В 2001 г. впервые описали дифференцировку ЭСК человека в нейроны и астроциты [5]. Клетки нейроэктодермы, формирующиеся в эмбриоидных тельцах, механически извлекали, помещали в соответствующие условия культивирования (факторы, обеспечивающие пролиферацию клеток), где формировались нейросферы. Hейральные предшественники после пересадки в мозг новорожденных мышей могли образовывать три типа нейральных клеток и не давали тератом.

С тех пор сделано очень много.
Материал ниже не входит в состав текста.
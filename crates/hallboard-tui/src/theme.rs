use hallboard_core::StatusDescriptor;
use ratatui::style::Color;

/// Parse a hex color string into a ratatui Color
/// Accepts formats: "#RRGGBB", "RRGGBB", "#RGB", "RGB"
pub fn parse_hex_color(hex: &str) -> Option<Color> {
    let hex = hex.trim().trim_start_matches('#');
    if !hex.is_ascii() {
        return None;
    }

    match hex.len() {
        // Short form: RGB -> RRGGBB
        3 => {
            let r = u8::from_str_radix(&hex[0..1], 16).ok()? * 17;
            let g = u8::from_str_radix(&hex[1..2], 16).ok()? * 17;
            let b = u8::from_str_radix(&hex[2..3], 16).ok()? * 17;
            Some(Color::Rgb(r, g, b))
        }
        // Full form: RRGGBB
        6 => {
            let r = u8::from_str_radix(&hex[0..2], 16).ok()?;
            let g = u8::from_str_radix(&hex[2..4], 16).ok()?;
            let b = u8::from_str_radix(&hex[4..6], 16).ok()?;
            Some(Color::Rgb(r, g, b))
        }
        _ => None,
    }
}

/// Mix `color` over `base` with opacity `alpha`. Non-RGB colors are returned as is.
pub fn blend(base: Color, color: Color, alpha: f32) -> Color {
    let alpha = alpha.clamp(0.0, 1.0);
    match (base, color) {
        (Color::Rgb(br, bg, bb), Color::Rgb(cr, cg, cb)) => {
            let mix = |b: u8, c: u8| -> u8 {
                (f32::from(b) + (f32::from(c) - f32::from(b)) * alpha).round() as u8
            };
            Color::Rgb(mix(br, cr), mix(bg, cg), mix(bb, cb))
        }
        _ => color,
    }
}

/// Runtime theme, derived from the current room status
#[derive(Debug, Clone)]
pub struct Theme {
    // Background colors
    pub bg0: Color,
    pub bg1: Color,
    pub header_bg: Color,

    // Foreground colors
    pub fg0: Color,
    pub grey0: Color,
    pub grey1: Color,

    // Status colors
    pub accent: Color,
    pub pulse: Color,
    pub text: Color,
    /// Edge fade over the scrolling region, already blended onto bg0
    pub fade: Color,
    pub gradient: [Color; 8],

    // Semantic colors
    pub highlight: Color,
    pub warning: Color,
}

impl Default for Theme {
    fn default() -> Self {
        Self::for_status(hallboard_core::StatusKey::Available.descriptor())
    }
}

impl Theme {
    const BG0: Color = Color::Rgb(0x11, 0x18, 0x27);
    const BG1: Color = Color::Rgb(0x1f, 0x29, 0x37);
    const FG0: Color = Color::Rgb(0xf9, 0xfa, 0xfb);
    const GREY0: Color = Color::Rgb(0x6b, 0x72, 0x80);
    const GREY1: Color = Color::Rgb(0x9c, 0xa3, 0xaf);

    /// Build the theme for a status. Unparseable colors fall back to the
    /// neutral palette.
    pub fn for_status(status: &StatusDescriptor) -> Self {
        let color = |hex: &str, fallback: Color| parse_hex_color(hex).unwrap_or(fallback);

        let accent = color(status.gradient[0], Self::FG0);
        let mut gradient = [accent; 8];
        for (slot, hex) in gradient.iter_mut().zip(status.gradient.iter()) {
            *slot = color(hex, accent);
        }

        Self {
            bg0: Self::BG0,
            bg1: Self::BG1,
            header_bg: color(status.header_bg, Self::BG1),
            fg0: Self::FG0,
            grey0: Self::GREY0,
            grey1: Self::GREY1,
            accent,
            pulse: color(status.pulse_color, accent),
            text: color(status.text_color, Self::FG0),
            fade: blend(Self::BG0, color(status.fade_color, accent), status.fade_alpha),
            gradient,
            highlight: Color::Rgb(0xfb, 0xbf, 0x24),
            warning: Color::Rgb(0xf9, 0x73, 0x16),
        }
    }
}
Найдены факторы, увеличивающие количество нейральных предшественников (ретиноевая кислота, блокатор cигнального пути BMP и др.); показана дифференцировка функциональных нейрональных клеток определенной специализации (например, дофаминергических нейронов). Недавно получены данные о возможности длительного (более 100 пассажей) культивирования нейроэктодермальных предшественников в бессывороточной среде в присутствии ростовых факторов.
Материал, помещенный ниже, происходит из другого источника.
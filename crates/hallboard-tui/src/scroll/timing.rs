//! L4 Atomic Layer: Time and unit utilities for scroll animations
//!
//! Pure functions for frame deltas and converting logical pixels to terminal cells.

use std::time::Duration;

/// Time since the previous frame. The first frame has no predecessor and
/// yields zero, as does a clock that went backwards.
#[inline]
pub fn frame_delta(last: Option<Duration>, now: Duration) -> Duration {
    match last {
        Some(last) => now.saturating_sub(last),
        None => Duration::ZERO,
    }
}

/// Distance covered at `speed` px/s over `elapsed`
#[inline]
pub fn distance(speed: f64, elapsed: Duration) -> f64 {
    speed * elapsed.as_secs_f64()
}

/// Whole terminal cells covered by `px` logical pixels
#[inline]
pub fn px_to_cells(px: f64, px_per_cell: f64) -> u16 {
    if px <= 0.0 || px_per_cell <= 0.0 || !px.is_finite() {
        return 0;
    }
    (px / px_per_cell).floor().min(u16::MAX as f64) as u16
}

/// Logical pixels spanned by `cells` terminal cells
#[inline]
pub fn cells_to_px(cells: u16, px_per_cell: f64) -> f64 {
    f64::from(cells) * px_per_cell
}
Нейрональные предшественники получают через стадию эмбриоидных телец или напрямую из недифференцированных колоний линий ЭСК человека. Нейрональные предшественники можно культивировать в суспензии до 25 пассажей в виде нейросфер в присутствии эпидермального фактора роста и фактора роста фибробластов. При переводе нейросфер на культуральный пластик, покрытый компонентами внеклеточного матрикса, они прикрепляются и преобразуются в нейроны и астроциты. При добавлении в среду трииодтиронина и определенных ростовых факторов в нейросферах появляются предшественники олигодендроцитов. Вероятно, именно олигодендроциты и будут первыми клетками, полученными из ЭСК человека, которые пройдут апробацию при клинических испытаниях лечения травмы спинного мозга. Эти клетки, секретирующие основной белок миелина, необходимы для восстановления поврежденного участка нервной ткани спинного мозга. В США эти испытания планируют начать уже в 2006 г.

Спонтанную дифференцировку ЭСК в кератиноциты из эмбриоидных телец описали в 2003 г. Авторы отметили изменения активности трех маркеров, характерных для формирующихся кератиноцитов (p63, кератин 14, инволюкрин).
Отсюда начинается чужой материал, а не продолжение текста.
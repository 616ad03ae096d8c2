use hallboard_core::Region;
use ratatui::{
    layout::{Alignment, Constraint, Direction, Layout, Rect},
    style::{Modifier, Style},
    text::{Line, Span},
    widgets::{Block, Paragraph},
    Frame,
};

use crate::app::App;

/// Room name, clock, Gregorian date and Hijri date
pub struct HeaderWidget;

impl HeaderWidget {
    /// Rows the header needs
    pub fn height(fullscreen: bool) -> u16 {
        if fullscreen {
            2
        } else {
            3
        }
    }

    pub fn render(frame: &mut Frame, area: Rect, app: &App) {
        let theme = app.surface.theme();
        let base = Style::default().fg(theme.text).bg(theme.header_bg);

        frame.render_widget(Block::default().style(base), area);

        let rows = Layout::default()
            .direction(Direction::Vertical)
            .constraints([Constraint::Length(1); 3])
            .split(area);

        // Kiosk mode drops the room name row
        let info_row = if app.fullscreen {
            rows[0]
        } else {
            let room = Line::from(vec![
                Span::styled(
                    app.config.display.room_name.as_str(),
                    Style::default().add_modifier(Modifier::BOLD),
                ),
                Span::raw(" | "),
                Span::raw(app.config.display.room_name_ar.as_str()),
            ]);
            frame.render_widget(
                Paragraph::new(room).alignment(Alignment::Center).style(base),
                rows[0],
            );
            rows[1]
        };

        let mut texts = vec![
            (Region::Clock, Alignment::Left),
            (Region::Date, Alignment::Center),
        ];
        if app.config.display.show_hijri {
            texts.push((Region::Hijri, Alignment::Right));
        } else {
            texts[1].1 = Alignment::Right;
        }

        let columns = Layout::default()
            .direction(Direction::Horizontal)
            .constraints(vec![Constraint::Ratio(1, texts.len() as u32); texts.len()])
            .split(info_row);

        for ((region, alignment), column) in texts.into_iter().zip(columns.iter()) {
            let style = if region == Region::Clock {
                base.add_modifier(Modifier::BOLD)
            } else {
                base
            };
            let text = format!(" {} ", app.surface.text(region));
            frame.render_widget(
                Paragraph::new(Span::styled(text, style)).alignment(alignment),
                *column,
            );
        }
    }
}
Эмбриональные клетки мыши легко дифференцируются в кардиомиоциты. Всего через несколько дней после удаления питательного слоя и фактора LIF, поддерживающего недифференцированное состояние клеток, на культуральных чашках образуются сокращающиеся колонии клеток. В определенных условиях они имеют электрофизиологию нормальных взрослых кардиомиоцитов и, более того, могут функционально интегрироваться в мышцу миокарда. В отличие от мышиных клеток, спонтанная дифференцировка клеток человека наблюдается у разных линий ЭСК - от сокращающихся участков в 70% эмбриоидных телец до полного отсутствия дифференцировки. Предшественники кардиомиоцитов, полученные из ЭСК человека, синтезируют транскрипционные факторы Nkx 2.5, GATA4, а затем и специфические маркеры кардиомиоцитов (тропонин 1 и тяжелую цепь -миозина). Мы наблюдали спонтанную дифференцировку ЭСК в кардиомиоциты в двух линиях из трех, причем сокращающиеся участки отмечались в очень небольшом проценте эмбриоидных телец.

Клетки гемопоэтического ряда впервые получили при совместном культивировании ЭСК человека с линиями стромальных фибробластов, а также используя факторы роста гематопоэтических клеток. В эмбриоидных тельцах обнаружена также популяция клеток, обладающих свойствами предшественников гематопоэтических клеток и эндотелиальных (гемангиобласт).

В нашей лаборатории ведутся работы по прямой (т.е. минуя стадию эмбриоидных телец) дифференцировке ЭСК человека в клетки эндотелия и разрабатываются методы их селекции. Используя коллагены в качестве матрикса, специальную среду и ростовые факторы, мы получили клеточные популяции, в которых эндотелиальные клетки составляют около 50%. На коллагеновом матриксе они образуют капилляроподобные структуры, несущие специфические маркеры сосудистого эндотелия (рис.3). Мы успешно применяли метод иммуномагнитной селекции СD31-положительных эндотелиальных предшественников на ранних (4-5-й день) этапах дифференцировки, поскольку на поздних этапах межклеточные контакты в капилляроподобных структурах с трудом поддаются энзиматическому расщеплению и клетки теряют жизнеспособность. В результате селекции нам удавалось выделить гомогенную популяцию эндотелиальных клеток, in vitro формирующих капилляроподобные структуры.